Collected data
== == ==

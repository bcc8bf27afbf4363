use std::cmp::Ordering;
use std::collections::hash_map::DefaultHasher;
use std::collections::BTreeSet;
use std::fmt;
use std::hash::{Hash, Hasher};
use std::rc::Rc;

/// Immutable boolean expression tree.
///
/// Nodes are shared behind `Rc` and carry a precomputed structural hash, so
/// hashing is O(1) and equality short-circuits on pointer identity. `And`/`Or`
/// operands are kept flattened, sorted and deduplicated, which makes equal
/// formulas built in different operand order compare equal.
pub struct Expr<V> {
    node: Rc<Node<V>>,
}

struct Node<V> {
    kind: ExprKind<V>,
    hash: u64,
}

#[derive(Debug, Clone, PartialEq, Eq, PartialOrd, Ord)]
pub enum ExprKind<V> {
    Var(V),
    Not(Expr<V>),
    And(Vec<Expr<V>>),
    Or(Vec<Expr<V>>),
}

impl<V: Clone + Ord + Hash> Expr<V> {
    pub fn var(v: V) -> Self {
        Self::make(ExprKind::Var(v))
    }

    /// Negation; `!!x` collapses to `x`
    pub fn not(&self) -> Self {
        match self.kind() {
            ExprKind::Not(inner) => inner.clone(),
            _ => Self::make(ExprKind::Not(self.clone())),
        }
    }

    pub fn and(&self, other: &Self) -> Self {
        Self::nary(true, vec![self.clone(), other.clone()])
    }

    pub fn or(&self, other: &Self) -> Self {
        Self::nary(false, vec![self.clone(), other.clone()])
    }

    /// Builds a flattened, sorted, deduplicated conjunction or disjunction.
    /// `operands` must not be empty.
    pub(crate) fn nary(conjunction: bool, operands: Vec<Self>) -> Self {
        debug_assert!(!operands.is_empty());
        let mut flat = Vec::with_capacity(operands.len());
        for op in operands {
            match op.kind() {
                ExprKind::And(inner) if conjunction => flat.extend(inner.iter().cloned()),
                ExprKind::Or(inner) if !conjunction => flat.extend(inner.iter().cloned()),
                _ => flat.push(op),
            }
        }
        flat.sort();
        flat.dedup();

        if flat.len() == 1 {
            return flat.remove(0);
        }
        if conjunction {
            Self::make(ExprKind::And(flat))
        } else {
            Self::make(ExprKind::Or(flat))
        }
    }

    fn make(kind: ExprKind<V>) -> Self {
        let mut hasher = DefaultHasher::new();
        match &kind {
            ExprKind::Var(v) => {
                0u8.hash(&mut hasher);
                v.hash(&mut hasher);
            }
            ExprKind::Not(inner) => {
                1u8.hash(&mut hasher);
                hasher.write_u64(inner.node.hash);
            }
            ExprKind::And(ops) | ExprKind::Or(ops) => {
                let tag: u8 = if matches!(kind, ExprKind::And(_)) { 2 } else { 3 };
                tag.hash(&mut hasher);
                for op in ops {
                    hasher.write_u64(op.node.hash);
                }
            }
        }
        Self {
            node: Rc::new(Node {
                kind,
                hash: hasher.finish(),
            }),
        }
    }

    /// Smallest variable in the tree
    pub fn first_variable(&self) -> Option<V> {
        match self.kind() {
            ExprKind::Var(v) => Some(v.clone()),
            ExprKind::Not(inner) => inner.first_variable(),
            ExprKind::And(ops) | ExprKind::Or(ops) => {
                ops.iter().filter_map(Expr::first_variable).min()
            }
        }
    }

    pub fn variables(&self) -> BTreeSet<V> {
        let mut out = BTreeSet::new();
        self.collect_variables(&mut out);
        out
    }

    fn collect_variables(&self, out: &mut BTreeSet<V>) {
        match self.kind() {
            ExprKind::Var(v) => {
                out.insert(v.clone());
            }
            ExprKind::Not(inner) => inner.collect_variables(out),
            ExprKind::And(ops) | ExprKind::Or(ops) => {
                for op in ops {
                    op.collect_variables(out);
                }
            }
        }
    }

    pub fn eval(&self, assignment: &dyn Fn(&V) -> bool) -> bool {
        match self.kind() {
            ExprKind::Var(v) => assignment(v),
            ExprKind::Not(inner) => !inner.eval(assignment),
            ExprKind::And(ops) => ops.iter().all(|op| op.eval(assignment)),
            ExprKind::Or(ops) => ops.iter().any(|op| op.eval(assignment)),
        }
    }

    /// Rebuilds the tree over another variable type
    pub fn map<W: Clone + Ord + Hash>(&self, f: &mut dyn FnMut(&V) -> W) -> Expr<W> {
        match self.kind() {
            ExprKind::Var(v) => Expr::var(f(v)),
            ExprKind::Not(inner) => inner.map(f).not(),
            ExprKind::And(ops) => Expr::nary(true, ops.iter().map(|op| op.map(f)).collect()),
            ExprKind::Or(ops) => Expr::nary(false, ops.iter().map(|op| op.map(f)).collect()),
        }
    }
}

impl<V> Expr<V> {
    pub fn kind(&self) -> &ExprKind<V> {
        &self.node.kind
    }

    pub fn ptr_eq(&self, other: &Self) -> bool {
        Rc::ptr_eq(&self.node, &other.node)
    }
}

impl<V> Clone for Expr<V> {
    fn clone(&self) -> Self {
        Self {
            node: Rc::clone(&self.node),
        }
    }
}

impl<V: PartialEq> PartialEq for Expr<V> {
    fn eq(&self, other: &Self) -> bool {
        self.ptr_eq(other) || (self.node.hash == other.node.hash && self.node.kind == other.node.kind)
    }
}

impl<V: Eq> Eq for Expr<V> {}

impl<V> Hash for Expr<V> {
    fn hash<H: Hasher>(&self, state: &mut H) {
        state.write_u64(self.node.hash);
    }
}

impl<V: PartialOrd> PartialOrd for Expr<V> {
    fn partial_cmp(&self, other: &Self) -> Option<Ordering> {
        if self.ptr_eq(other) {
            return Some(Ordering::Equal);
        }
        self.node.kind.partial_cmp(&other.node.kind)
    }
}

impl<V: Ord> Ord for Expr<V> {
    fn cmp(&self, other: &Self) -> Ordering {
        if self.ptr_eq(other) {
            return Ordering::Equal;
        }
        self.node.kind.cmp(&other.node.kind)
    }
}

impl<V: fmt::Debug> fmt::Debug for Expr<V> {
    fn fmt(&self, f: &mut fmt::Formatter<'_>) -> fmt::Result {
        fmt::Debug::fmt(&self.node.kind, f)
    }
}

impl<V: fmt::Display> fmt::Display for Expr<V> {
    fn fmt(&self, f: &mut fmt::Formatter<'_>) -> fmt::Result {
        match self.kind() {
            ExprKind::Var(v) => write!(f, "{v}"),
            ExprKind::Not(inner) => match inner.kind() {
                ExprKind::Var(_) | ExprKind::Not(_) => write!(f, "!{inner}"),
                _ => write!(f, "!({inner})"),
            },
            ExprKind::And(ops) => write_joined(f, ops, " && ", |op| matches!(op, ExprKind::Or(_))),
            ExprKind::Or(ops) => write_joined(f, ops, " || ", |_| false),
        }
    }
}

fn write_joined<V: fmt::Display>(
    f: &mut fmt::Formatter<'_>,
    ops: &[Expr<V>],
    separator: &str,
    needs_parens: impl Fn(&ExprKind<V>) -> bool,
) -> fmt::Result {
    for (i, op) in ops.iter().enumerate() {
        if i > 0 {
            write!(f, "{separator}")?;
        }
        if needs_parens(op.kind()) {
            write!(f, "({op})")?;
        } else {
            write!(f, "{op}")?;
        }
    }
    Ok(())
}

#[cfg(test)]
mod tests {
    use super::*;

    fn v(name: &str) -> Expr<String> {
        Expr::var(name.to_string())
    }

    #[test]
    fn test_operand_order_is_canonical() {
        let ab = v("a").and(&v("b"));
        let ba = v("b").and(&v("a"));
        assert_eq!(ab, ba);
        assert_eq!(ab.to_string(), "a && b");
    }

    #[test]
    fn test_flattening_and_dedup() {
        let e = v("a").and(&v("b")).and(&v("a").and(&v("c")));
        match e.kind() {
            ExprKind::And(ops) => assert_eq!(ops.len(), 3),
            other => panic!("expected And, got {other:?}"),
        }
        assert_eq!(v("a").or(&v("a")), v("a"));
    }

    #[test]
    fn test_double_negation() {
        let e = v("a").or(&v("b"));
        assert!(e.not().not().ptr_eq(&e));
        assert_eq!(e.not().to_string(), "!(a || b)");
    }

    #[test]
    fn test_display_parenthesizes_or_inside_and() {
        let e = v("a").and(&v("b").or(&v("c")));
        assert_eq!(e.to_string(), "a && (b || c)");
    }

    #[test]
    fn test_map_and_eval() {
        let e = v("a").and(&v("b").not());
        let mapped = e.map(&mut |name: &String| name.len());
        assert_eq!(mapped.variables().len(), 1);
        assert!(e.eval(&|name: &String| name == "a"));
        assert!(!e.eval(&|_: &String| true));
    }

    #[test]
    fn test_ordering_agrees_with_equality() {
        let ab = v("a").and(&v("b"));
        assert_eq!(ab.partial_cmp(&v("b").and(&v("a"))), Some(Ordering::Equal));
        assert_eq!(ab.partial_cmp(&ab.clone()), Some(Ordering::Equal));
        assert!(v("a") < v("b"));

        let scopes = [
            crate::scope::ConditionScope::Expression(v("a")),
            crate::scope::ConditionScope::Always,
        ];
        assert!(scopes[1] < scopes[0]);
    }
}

== == ==

▸ Work required
With the first line of the records as the start and the line holding "conjunction or disjunction." as the end, please copy exactly those lines and no others.

▸ Answer to this task
repository bcc8bf27afbf4363
use std::cmp::Ordering;
use std::collections::hash_map::DefaultHasher;
use std::collections::BTreeSet;
use std::fmt;
use std::hash::{Hash, Hasher};
use std::rc::Rc;

/// Immutable boolean expression tree.
///
/// Nodes are shared behind `Rc` and carry a precomputed structural hash, so
/// hashing is O(1) and equality short-circuits on pointer identity. `And`/`Or`
/// operands are kept flattened, sorted and deduplicated, which makes equal
/// formulas built in different operand order compare equal.
pub struct Expr<V> {
    node: Rc<Node<V>>,
}

struct Node<V> {
    kind: ExprKind<V>,
    hash: u64,
}

#[derive(Debug, Clone, PartialEq, Eq, PartialOrd, Ord)]
pub enum ExprKind<V> {
    Var(V),
    Not(Expr<V>),
    And(Vec<Expr<V>>),
    Or(Vec<Expr<V>>),
}

impl<V: Clone + Ord + Hash> Expr<V> {
    pub fn var(v: V) -> Self {
        Self::make(ExprKind::Var(v))
    }

    /// Negation; `!!x` collapses to `x`
    pub fn not(&self) -> Self {
        match self.kind() {
            ExprKind::Not(inner) => inner.clone(),
            _ => Self::make(ExprKind::Not(self.clone())),
        }
    }

    pub fn and(&self, other: &Self) -> Self {
        Self::nary(true, vec![self.clone(), other.clone()])
    }

    pub fn or(&self, other: &Self) -> Self {
        Self::nary(false, vec![self.clone(), other.clone()])
    }

    /// Builds a flattened, sorted, deduplicated conjunction or disjunction.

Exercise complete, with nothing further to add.